Sedangkan di Sema Nguda menjadi tempat peristirahatan terakhir bagi orang-orang yang belum menikah dan anak-anak meketus. Mereka dimakamkan secara mepasah.
Di sini juga terdapat area permakaman bagi bayi yang belum memasuki tahap meketus. Namun, jenazah mereka dikuburkan.
Sema Nguda berada di antara Sema Wayah dan desa induk Trunyan.
Meski jenazah-jenazah yang di-mepasah-kan hanya dibaringkan begitu saja, tetapi tidak tercium bau tak sedap di area permakaman tersebut.
Konon, ini karena adanya pohon Taru Menyan yang tumbuh besar di tempat itu.

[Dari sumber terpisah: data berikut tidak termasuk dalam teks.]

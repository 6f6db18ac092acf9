use std::io;
use std::process::ExitStatus;

use crate::fs;

/// The scheduler-ready unit of work for one item
mod job;
pub use job::{Directives, JobDescriptor};

/// Utility for generating the job script text
mod job_script_builder;
use job_script_builder::JobScriptBuilder;

/// Run the scheduler's submission command
mod run_cmd;
pub use run_cmd::parse_job_id;

/// Writes job scripts and hands them to the scheduler
mod submitter;
pub use submitter::Submitter;

/// Default scheduler submission command (LSF).
pub const DEFAULT_SCHEDULER: &str = "bsub";

/// Printed after a batch has been submitted.
pub const STATUS_HINT: &str = "Check status using bjobs";

/// Whether jobs are actually handed to the scheduler.
#[derive(Debug, Clone, Copy, PartialEq, Eq)]
pub enum Mode {
    /// write job scripts and print the submission command only
    DryRun,
    /// write job scripts and submit them
    Submit,
}

#[derive(Debug, Clone, PartialEq, Eq)]
pub enum SubmissionResult {
    DryRun { command: String },
    Submitted { command: String, job_id: String },
}

/// The scheduler refused a job or couldn't be reached. Only the one item fails.
#[derive(Debug, thiserror::Error)]
pub enum SubmissionError {
    #[error("couldn't write job script")]
    Script(#[from] fs::Error),
    #[error("couldn't run scheduler command \"{scheduler}\"")]
    Spawn {
        scheduler: String,
        #[source]
        source: io::Error,
    },
    #[error("couldn't pass job script to the scheduler")]
    Stdin(#[source] io::Error),
    #[error("scheduler rejected the job ({status}): {stderr}")]
    Rejected { status: ExitStatus, stderr: String },
    #[error("couldn't find a job id in scheduler output \"{0}\"")]
    NoJobId(String),
}

impl SubmissionError {
    pub fn kind(&self) -> &'static str {
        match self {
            Self::Script(_) => "script-write",
            Self::Spawn { .. } | Self::Stdin(_) => "scheduler-unreachable",
            Self::Rejected { .. } => "scheduler-rejected",
            Self::NoJobId(_) => "no-job-id",
        }
    }
}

Pohon yang menguarkan bau menyan itu diyakini mampu menghilangkan bau tak mengenakkan.
Banyak orang menuturkan keberadaan pohon Taru Menyan itulah yang menjadi cikal-bakal Desa Trunyan.

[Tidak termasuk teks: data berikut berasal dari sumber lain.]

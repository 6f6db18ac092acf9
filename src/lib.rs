/// High-level command line app
mod app;
/// Definition of command-line args
mod args;
/// Runs a whole batch of items
pub mod batch;
/// Finding the items to process
pub mod discover;
/// Per-item errors
pub mod error;
/// Filesystem operations
pub mod fs;
/// Working out every path a pipeline needs for one item
pub mod resolve;
/// Interpreted command-line settings
mod settings;
/// Job scripts and the scheduler
pub mod submit;
/// Text UI
mod ui;

// exported for tests:
pub use app::App;
pub use args::{AplArgs, Args, CommonArgs, PipelineArgs};
pub use batch::BatchResult;
pub use settings::Settings;

/// Run the command-line app.
pub fn run() -> Result<BatchResult, anyhow::Error> {
    use clap::Parser;
    let args = Args::parse();

    // INTERPRET SETTINGS ///////////////
    let settings: Settings = args.try_into()?;

    let log_level = match settings.verbose {
        0 => log::LevelFilter::Warn,
        1 => log::LevelFilter::Info,
        2 => log::LevelFilter::Debug,
        _ => log::LevelFilter::Trace,
    };
    simple_logging::log_to_stderr(log_level);

    // RUN THE THING /////////////////
    let app = App::new(settings);
    app.run()
}
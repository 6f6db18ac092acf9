/// Utility for building the contents of a job script file.
/// Note that it modifies a String reference held internally;
/// read that String to get the script's contents.
#[derive(Debug)]
pub struct JobScriptBuilder<'a> {
    strbuf: &'a mut String,
}

impl<'a> JobScriptBuilder<'a> {
    pub fn new(strbuf: &'a mut String) -> Self {
        Self { strbuf }
    }
}

impl JobScriptBuilder<'_> {
    /// shebang line
    pub fn write_prefix(&mut self) {
        self.strbuf.clear();
        self.strbuf.push_str("#!/bin/bash\n");
    }

    /// a single scheduler directive
    pub fn write_directive(&mut self, flag: &str, value: &str) {
        self.strbuf.push_str("#BSUB ");
        self.strbuf.push_str(flag);
        self.strbuf.push(' ');
        self.strbuf.push_str(value);
        self.strbuf.push('\n');
    }

    /// blank line, then the rendered pipeline stages
    pub fn write_body(&mut self, body: &str) {
        self.strbuf.push('\n');
        self.strbuf.push_str(body);
    }
}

Dilansir dari Indonesia.go.id, sebuah legenda mengatakan ada seorang dewi yang turun dari langit karena terpikat oleh bau harum pohon Taru Menyan.
Di bumi, dia mencari sumber bau harum tersebut. Lalu didapatilah pohon Taru Menyan itu.
Singkat cerita, dewi tersebut kemudian menjadi penguasa Danau Batur bernama Ratu Pingit Dalam Dasar.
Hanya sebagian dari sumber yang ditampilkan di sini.